**THE DATA:**
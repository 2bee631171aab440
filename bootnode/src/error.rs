//! Fatal startup errors of the bootnode.

use std::io;
use std::path::PathBuf;

use thiserror::Error;

use crate::bootstrap::DiscoveryMode;
use crate::discovery::DiscoveryError;
use crate::scion::ScionError;

/// Coarse classification of a [`BootnodeError`].
#[derive(Debug, Clone, Copy, PartialEq, Eq)]
pub enum ErrorKind {
    /// Bad or contradictory options; nothing was acquired yet.
    Configuration,
    /// A file, address or socket could not be obtained.
    ResourceAcquisition,
    EngineStart,
}

#[derive(Debug, Error)]
pub enum BootnodeError {
    #[error("--nodekey, --nodekeyhex: one of them (or --genkey) must be given")]
    MissingIdentitySource,

    #[error("--nodekey, --nodekeyhex: options are mutually exclusive")]
    ConflictingIdentitySource,

    #[error("{option}: invalid key material: {reason}")]
    InvalidKeyMaterial { option: &'static str, reason: String },

    #[error("--netrestrict: {0}")]
    InvalidNetlist(String),

    #[error("--nat: {0}")]
    InvalidNatDescriptor(String),

    #[error("--scion: {0}")]
    InvalidAlternateAddress(String),

    #[error("--bootnodes: {0}")]
    InvalidBootnode(#[source] DiscoveryError),

    #[error("--config-file: {}: {reason}", path.display())]
    InvalidConfigFile { path: PathBuf, reason: String },

    #[error("--genkey: could not write {}: {source}", path.display())]
    KeyPersistenceFailed { path: PathBuf, source: io::Error },

    #[error("--addr: could not resolve '{addr}': {reason}")]
    AddressResolutionFailed { addr: String, reason: String },

    #[error("--addr: could not bind {addr}: {source}")]
    SocketBindFailed { addr: String, source: io::Error },

    #[error("--scion: {0}")]
    AlternateTransportInitFailed(#[source] ScionError),

    #[error("{mode} discovery engine failed to start: {source}")]
    EngineStartFailed { mode: DiscoveryMode, source: DiscoveryError },
}

impl BootnodeError {
    pub fn kind(&self) -> ErrorKind {
        use BootnodeError::*;
        match self {
            MissingIdentitySource
            | ConflictingIdentitySource
            | InvalidKeyMaterial { .. }
            | InvalidNetlist(_)
            | InvalidNatDescriptor(_)
            | InvalidAlternateAddress(_)
            | InvalidBootnode(_)
            | InvalidConfigFile { .. } => ErrorKind::Configuration,
            KeyPersistenceFailed { .. }
            | AddressResolutionFailed { .. }
            | SocketBindFailed { .. }
            | AlternateTransportInitFailed(_) => ErrorKind::ResourceAcquisition,
            EngineStartFailed { .. } => ErrorKind::EngineStart,
        }
    }
}

pub type BootnodeResult<T> = Result<T, BootnodeError>;

#[cfg(test)]
mod tests {
    use super::*;

    #[test]
    fn test_messages_name_the_option() {
        assert_eq!(
            BootnodeError::InvalidNetlist("invalid CIDR 'not-a-cidr'".to_string()).to_string(),
            "--netrestrict: invalid CIDR 'not-a-cidr'"
        );
        assert!(BootnodeError::InvalidKeyMaterial {
            option: "--nodekeyhex",
            reason: "odd length".to_string()
        }
        .to_string()
        .starts_with("--nodekeyhex: "));
    }

    #[test]
    fn test_kinds() {
        assert_eq!(BootnodeError::MissingIdentitySource.kind(), ErrorKind::Configuration);
        assert_eq!(
            BootnodeError::SocketBindFailed {
                addr: "127.0.0.1:1".to_string(),
                source: io::Error::from(io::ErrorKind::AddrInUse)
            }
            .kind(),
            ErrorKind::ResourceAcquisition
        );
        assert_eq!(
            BootnodeError::EngineStartFailed {
                mode: DiscoveryMode::Topic,
                source: DiscoveryError::TopicLimit(1)
            }
            .kind(),
            ErrorKind::EngineStart
        );
    }
}
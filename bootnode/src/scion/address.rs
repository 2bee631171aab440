use std::fmt;
use std::net::{IpAddr, Ipv4Addr, Ipv6Addr};
use std::str::FromStr;

use tos_bootnode_common::serializer::{Reader, ReaderError, Serializer, Writer};

use super::error::ScionError;

/// AS numbers are 48 bits wide.
pub const MAX_AS: u64 = (1 << 48) - 1;

/// Largest AS number that may be written in decimal (BGP range).
const MAX_BGP_AS: u64 = u32::MAX as u64;

/// Isolation domain and autonomous system of an address.
#[derive(Debug, Clone, Copy, PartialEq, Eq, Hash)]
pub struct IsdAs {
    pub isd: u16,
    pub asn: u64,
}

impl IsdAs {
    pub fn new(isd: u16, asn: u64) -> Self {
        Self { isd, asn }
    }

    fn to_u64(self) -> u64 {
        (u64::from(self.isd) << 48) | (self.asn & MAX_AS)
    }

    fn from_u64(value: u64) -> Self {
        Self {
            isd: (value >> 48) as u16,
            asn: value & MAX_AS,
        }
    }
}

fn parse_as(value: &str) -> Option<u64> {
    if !value.contains(':') {
        return value.parse::<u64>().ok().filter(|asn| *asn <= MAX_BGP_AS);
    }

    let groups: Vec<&str> = value.split(':').collect();
    if groups.len() != 3 {
        return None;
    }
    groups.iter().try_fold(0u64, |acc, group| {
        if group.is_empty() || group.len() > 4 {
            return None;
        }
        u16::from_str_radix(group, 16)
            .ok()
            .map(|g| (acc << 16) | u64::from(g))
    })
}

impl FromStr for IsdAs {
    type Err = ScionError;

    /// `1-ff00:0:110` or `1-64512`.
    fn from_str(s: &str) -> Result<Self, Self::Err> {
        let invalid = || ScionError::InvalidIsdAs(s.to_string());
        let (isd, asn) = s.split_once('-').ok_or_else(invalid)?;
        let isd = isd.parse::<u16>().map_err(|_| invalid())?;
        let asn = parse_as(asn).ok_or_else(invalid)?;
        Ok(Self { isd, asn })
    }
}

impl fmt::Display for IsdAs {
    fn fmt(&self, f: &mut fmt::Formatter<'_>) -> fmt::Result {
        if self.asn <= MAX_BGP_AS {
            write!(f, "{}-{}", self.isd, self.asn)
        } else {
            write!(
                f,
                "{}-{:x}:{:x}:{:x}",
                self.isd,
                (self.asn >> 32) & 0xffff,
                (self.asn >> 16) & 0xffff,
                self.asn & 0xffff
            )
        }
    }
}

/// Path-aware address: `<ISD>-<AS>,[<host>]:<port>`. The port may be
/// omitted, in which case the dispatcher picks one.
#[derive(Debug, Clone, PartialEq, Eq, Hash)]
pub struct ScionAddr {
    pub ia: IsdAs,
    pub host: IpAddr,
    pub port: u16,
}

impl ScionAddr {
    pub fn new(ia: IsdAs, host: IpAddr, port: u16) -> Self {
        Self { ia, host, port }
    }

    pub fn with_port(&self, port: u16) -> Self {
        Self { port, ..self.clone() }
    }
}

impl FromStr for ScionAddr {
    type Err = ScionError;

    fn from_str(s: &str) -> Result<Self, Self::Err> {
        let invalid = |reason| ScionError::InvalidAddress(s.to_string(), reason);

        let (ia, rest) = s
            .trim()
            .split_once(',')
            .ok_or_else(|| invalid("expected <ISD>-<AS>,[<host>]:<port>"))?;
        let ia = ia.parse::<IsdAs>()?;

        let rest = rest
            .strip_prefix('[')
            .ok_or_else(|| invalid("host must be enclosed in brackets"))?;
        let (host, rest) = rest
            .split_once(']')
            .ok_or_else(|| invalid("missing closing bracket"))?;
        let host = host
            .parse::<IpAddr>()
            .map_err(|_| invalid("host is not an IP address"))?;

        let port = match rest {
            "" => 0,
            _ => rest
                .strip_prefix(':')
                .and_then(|p| p.parse::<u16>().ok())
                .ok_or_else(|| invalid("invalid port"))?,
        };

        Ok(Self { ia, host, port })
    }
}

impl fmt::Display for ScionAddr {
    fn fmt(&self, f: &mut fmt::Formatter<'_>) -> fmt::Result {
        write!(f, "{},[{}]:{}", self.ia, self.host, self.port)
    }
}

impl Serializer for ScionAddr {
    fn read(reader: &mut Reader) -> Result<Self, ReaderError> {
        let ia = IsdAs::from_u64(reader.read_u64()?);
        let host = match reader.read_u8()? {
            4 => IpAddr::V4(Ipv4Addr::from(reader.read_bytes::<4>()?)),
            6 => IpAddr::V6(Ipv6Addr::from(reader.read_bytes::<16>()?)),
            _ => return Err(ReaderError::InvalidValue),
        };
        Ok(Self {
            ia,
            host,
            port: reader.read_u16()?,
        })
    }

    fn write(&self, writer: &mut Writer) {
        writer.write_u64(&self.ia.to_u64());
        match self.host {
            IpAddr::V4(ip) => {
                writer.write_u8(4);
                writer.write_bytes(&ip.octets());
            }
            IpAddr::V6(ip) => {
                writer.write_u8(6);
                writer.write_bytes(&ip.octets());
            }
        }
        writer.write_u16(self.port);
    }

    fn size(&self) -> usize {
        8 + 1 + if self.host.is_ipv4() { 4 } else { 16 } + 2
    }
}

**GOAL OF THE EXERCISE:** Everything above from the line containing "fn write(&self, writer: &mut" through the line containing "fn size(&self) ->" must be copied exactly. Nothing outside that range belongs in the answer.

**RESULT OF THE TASK:**
    fn write(&self, writer: &mut Writer) {
        writer.write_u64(&self.ia.to_u64());
        match self.host {
            IpAddr::V4(ip) => {
                writer.write_u8(4);
                writer.write_bytes(&ip.octets());
            }
            IpAddr::V6(ip) => {
                writer.write_u8(6);
                writer.write_bytes(&ip.octets());
            }
        }
        writer.write_u16(self.port);
    }

    fn size(&self) -> usize {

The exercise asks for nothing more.